Cattelan a envoyé une lettre datée de juin, qui m’a fait bien rire, car elle disait que l’administration de la Mairie était composée de rongeurs parce qu’ils avaient rongé son budget, autant qu’ils avaient pu (mais il faut savoir qu'ils rongent vraiment tout, pas seulement les budgets de la culture!).

Maurizio Cattelan, Untitled, 1999
Faute d’argent, donc, cette exposition, au titre « Contro le ideologie », compte, au lieu de dix, seulement trois œuvres et pourra être visitée jusqu’au 24 octobre. Les trois sculptures sont La Nona Ora (le pape Jean Paul II abattu par une météorite), La donna crocifissa (qui, comme le dit le titre, représente une femme crucifiée) et Untitled (un enfant qui joue du tambour).
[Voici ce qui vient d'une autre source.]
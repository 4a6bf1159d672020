//! Section navigation state.
//!
//! The page scrolls one whole section per gesture. Wheel, keyboard and swipe
//! input all funnel into [`SectionNavigator::scroll_to`], which holds a lock
//! for the duration of the smooth scroll so a single flick cannot skip
//! several sections.

use std::time::Duration;

use tracing::debug;

use crate::scheduler::{Scheduler, TaskHandle};

/// How long a section jump blocks further scroll input.
pub const SCROLL_LOCK: Duration = Duration::from_millis(1000);
/// Minimum vertical travel, in pixels, for a swipe to count.
pub const SWIPE_THRESHOLD: f64 = 50.0;
/// Viewports at or below this width use the collapsible menu.
pub const MOBILE_MENU_MAX_WIDTH: f64 = 768.0;

/// Page sections in document order.
#[derive(Debug, Clone, Copy, PartialEq, Eq)]
pub enum Section {
    Home,
    About,
    Skills,
    Projects,
    Contact,
}

impl Section {
    pub const ALL: [Section; 5] = [
        Section::Home,
        Section::About,
        Section::Skills,
        Section::Projects,
        Section::Contact,
    ];

    pub fn from_index(index: usize) -> Option<Self> {
        Self::ALL.get(index).copied()
    }

    pub fn index(self) -> usize {
        match self {
            Section::Home => 0,
            Section::About => 1,
            Section::Skills => 2,
            Section::Projects => 3,
            Section::Contact => 4,
        }
    }

    pub fn title(self) -> &'static str {
        match self {
            Section::Home => "Home",
            Section::About => "About",
            Section::Skills => "Skills",
            Section::Projects => "Projects",
            Section::Contact => "Contact",
        }
    }

    pub fn anchor(self) -> &'static str {
        match self {
            Section::Home => "#home",
            Section::About => "#about",
            Section::Skills => "#skills",
            Section::Projects => "#projects",
            Section::Contact => "#contact",
        }
    }

    pub fn from_anchor(anchor: &str) -> Option<Self> {
        Self::ALL.iter().copied().find(|s| s.anchor() == anchor)
    }
}

/// Keys that move between sections.
#[derive(Debug, Clone, Copy, PartialEq, Eq)]
pub enum ScrollKey {
    ArrowUp,
    ArrowDown,
    PageUp,
    PageDown,
}

/// Vertical extent of a section on the page, in pixels.
#[derive(Debug, Clone, Copy, PartialEq)]
pub struct SectionSpan {
    pub top: f64,
    pub height: f64,
}

/// Timer tasks owned by the navigator.
#[derive(Debug, Clone, Copy, PartialEq, Eq)]
pub enum SectionTask {
    ReleaseScrollLock,
}

#[derive(Debug, Clone)]
pub struct SectionNavigator {
    current: usize,
    total: usize,
    is_scrolling: bool,
    unlock_timer: Option<TaskHandle>,
    touch_start_y: f64,
    menu_open: bool,
}

impl SectionNavigator {
    pub fn new(total: usize) -> Self {
        Self {
            current: 0,
            total,
            is_scrolling: false,
            unlock_timer: None,
            touch_start_y: 0.0,
            menu_open: false,
        }
    }

    pub fn current(&self) -> usize {
        self.current
    }

    pub fn current_section(&self) -> Option<Section> {
        Section::from_index(self.current)
    }

    /// Index of the highlighted nav link.
    pub fn active_link(&self) -> usize {
        self.current
    }

    pub fn is_scrolling(&self) -> bool {
        self.is_scrolling
    }

    pub fn menu_open(&self) -> bool {
        self.menu_open
    }

    /// Jumps to a section and locks scroll input while the page moves.
    ///
    /// Out-of-range indices are ignored. Returns `true` if the jump happened.
    pub fn scroll_to<T: From<SectionTask>>(
        &mut self,
        index: isize,
        scheduler: &mut Scheduler<T>,
    ) -> bool {
        if index < 0 || index as usize >= self.total {
            return false;
        }
        self.is_scrolling = true;
        self.current = index as usize;
        if let Some(handle) = self.unlock_timer.take() {
            scheduler.cancel(handle);
        }
        self.unlock_timer = Some(scheduler.schedule(SCROLL_LOCK, SectionTask::ReleaseScrollLock));
        debug!(section = self.current, "scrolled to section");
        true
    }

    pub fn on_wheel<T: From<SectionTask>>(&mut self, delta_y: f64, scheduler: &mut Scheduler<T>) -> bool {
        if self.is_scrolling {
            return false;
        }
        let step = if delta_y > 0.0 { 1 } else { -1 };
        self.scroll_to(self.current as isize + step, scheduler)
    }

    pub fn on_key<T: From<SectionTask>>(&mut self, key: ScrollKey, scheduler: &mut Scheduler<T>) -> bool {
        if self.is_scrolling {
            return false;
        }
        let step = match key {
            ScrollKey::ArrowDown | ScrollKey::PageDown => 1,
            ScrollKey::ArrowUp | ScrollKey::PageUp => -1,
        };
        self.scroll_to(self.current as isize + step, scheduler)
    }

    pub fn on_touch_start(&mut self, y: f64) {
        self.touch_start_y = y;
    }

    pub fn on_touch_end<T: From<SectionTask>>(&mut self, y: f64, scheduler: &mut Scheduler<T>) -> bool {
        if self.is_scrolling {
            return false;
        }
        let diff = self.touch_start_y - y;
        if diff.abs() <= SWIPE_THRESHOLD {
            return false;
        }
        let step = if diff > 0.0 { 1 } else { -1 };
        self.scroll_to(self.current as isize + step, scheduler)
    }

    /// Tracks free scrolling: the section whose top is within a third of its
    /// height of `position` becomes current.
    pub fn on_scroll(&mut self, position: f64, spans: &[SectionSpan]) {
        if self.is_scrolling {
            return;
        }
        for (index, span) in spans.iter().enumerate() {
            let band = span.height / 3.0;
            if position >= span.top - band && position < span.top + band {
                self.current = index;
            }
        }
    }

    /// Follows a nav link. Unknown anchors are ignored; the mobile menu closes
    /// on narrow viewports either way.
    pub fn follow_link<T: From<SectionTask>>(
        &mut self,
        anchor: &str,
        viewport_width: f64,
        scheduler: &mut Scheduler<T>,
    ) -> bool {
        let moved = match Section::from_anchor(anchor) {
            Some(section) if section.index() < self.total => {
                self.scroll_to(section.index() as isize, scheduler)
            }
            _ => false,
        };
        if viewport_width <= MOBILE_MENU_MAX_WIDTH {
            self.menu_open = false;
        }
        moved
    }

    pub fn toggle_menu(&mut self) {
        self.menu_open = !self.menu_open;
    }

    pub fn handle_task(&mut self, task: SectionTask) {
        match task {
            SectionTask::ReleaseScrollLock => {
                self.unlock_timer = None;
                self.is_scrolling = false;
            }
        }
    }
}

/// Whether the navbar shows its scrolled style.
pub fn navbar_elevated(scroll_position: f64) -> bool {
    scroll_position > 0.0
}
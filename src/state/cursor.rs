//! Custom cursor follower.

/// Pointer position in terminal cells plus the hover flag.
#[derive(Debug, Clone, Copy, Default, PartialEq, Eq)]
pub struct CursorFollower {
    position: Option<(u16, u16)>,
    hover: bool,
}

impl CursorFollower {
    pub fn new() -> Self {
        Self::default()
    }

    pub fn move_to(&mut self, column: u16, row: u16) {
        self.position = Some((column, row));
    }

    /// Set while the pointer is over a link, button, card or skill item.
    pub fn set_hover(&mut self, hover: bool) {
        self.hover = hover;
    }

    /// `None` until the pointer has moved at least once.
    pub fn position(&self) -> Option<(u16, u16)> {
        self.position
    }

    pub fn is_hovering(&self) -> bool {
        self.hover
    }

    pub fn glyph(&self) -> &'static str {
        if self.hover {
            "◉"
        } else {
            "•"
        }
    }
}

#[cfg(test)]
mod tests {
    use super::*;

    #[test]
    fn test_hidden_until_moved() {
        let cursor = CursorFollower::new();
        assert_eq!(cursor.position(), None);
        assert!(!cursor.is_hovering());
    }

    #[test]
    fn test_follows_pointer_and_hover() {
        let mut cursor = CursorFollower::new();
        cursor.move_to(10, 4);
        cursor.set_hover(true);
        assert_eq!(cursor.position(), Some((10, 4)));
        assert_eq!(cursor.glyph(), "◉");
        cursor.set_hover(false);
        assert_eq!(cursor.glyph(), "•");
    }
}
//! Interaction state for the portfolio page.
//!
//! Each behaviour on the page owns its state in a struct of its own, built
//! explicitly by the `App` and driven by input events and scheduler tasks.
//! None of them touch the terminal, so each is unit tested on its own.
//!
//! # Architecture
//!
//! ```text
//! App
//! ├── SliderController   - Project card pagination
//! ├── SectionNavigator   - One-section-per-gesture scrolling, nav links, menu
//! ├── Typewriter         - Hero greeting animation
//! ├── CursorFollower     - Pointer follower and hover flag
//! ├── ThemeState         - Dark/light flag persisted in preferences
//! ├── RevealTracker      - Reveal-on-scroll with staggered skill items
//! └── LoadingOverlay     - Spinner shown until the page is ready
//! ```

mod cursor;
mod loading;
mod reveal;
mod sections;
pub mod slider;
mod theme;
mod typing;

pub use cursor::CursorFollower;
pub use loading::{LoadingOverlay, LoadingPhase, LoadingTask};
pub use reveal::{RevealKind, RevealTarget, RevealTracker, VerticalSpan};
pub use sections::{
    navbar_elevated, ScrollKey, Section, SectionNavigator, SectionSpan, SectionTask,
    MOBILE_MENU_MAX_WIDTH,
};
pub use slider::{CardBox, LayoutProbe, OffsetTween, SliderController, SliderTask, SliderView};
pub use theme::{Palette, Theme, ThemeState, THEME_KEY};
pub use typing::{caret_visible, Typewriter, TypingTask};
Mais ce qui a le plus provoqué de réactions, c’est une sculpture monumentale en marbre blanc de Carrara (la même pierre utilisée par Michelange pour ses sculptures), placée pendant dix jours face à la Bourse de Milan, qui représente un joli « doigt d’honneur ».
Et ici rentre en scène le public de Milan, habitué aux provocations de Cattelan (lisez ici), mais toujours prêt à créer des polémiques sur ce qui est vulgaire, artistique, acceptable pour la morale, naturellement sans se démander si ces polémiques sont ou non le fruit (voulu) de la provocation de l’artiste. Parce que oui, Cattelan est un grand provocateur, mais ça, vous le saviez déjà, comme on sait que Michelange est l’artiste phare de la Renaissance italienne.
Il y en a qui se sont exaltés face au doigt parce qu’ils pensaient à un insulte (méritée) à l’économie et à la finance (représentées par la Bourse), mais je pense que notre cher Cattelan n’est pas un artiste « politique » : il nous montre Hitler en guise de petit bonhomme priant, le pape puni par les forces célestes, il fait de l’ironie sur la situation des poubelles au sud de l’Italie… mais le but est celui de susciter des discussions, de faire parler de soi et de son art. Un but très intelligent, ça, je ne le nie pas. Et c’est pour ça, pour cette capacité d’attirer l’attention sur des thématiques oubliées, ennuyeuses, trop specialisées, que j’aime son travail. Mais n’essayons pas d’attribuer à Cattelan une volonté de changer le monde, de proposer un autre point de vue, une alternative, une possibilité de sortie. Eh oui, les italiens, ça, c’est notre devoir !
Comment pouvez-vous penser qu’un artiste qui expose ses œuvres, entre autre, avec l’argent de la Mairie (bien que très peu) puisse proposer un message si subversif ?

  Maurizio Cattelan, La donna crocifissa, 2008

En ce qui me concerne, même si je n’ai pas encore vu en vrai ce déjà célèbre doigt, je l’aime déjà, au moins parce qu’il propose une autre version, moderne, désacralisante, de tous ces machins souvent horribles qu’on appelle des monuments et qu’on trouve au milieu des places, juste pour faire plaisir à l’artiste préferé du maire, de l’adjoint à la culture, de la femme du président. Ah oui, je sais, ça n’arrive pas qu’en Italie !


Et vous, comment trouvez vous cette sculpture?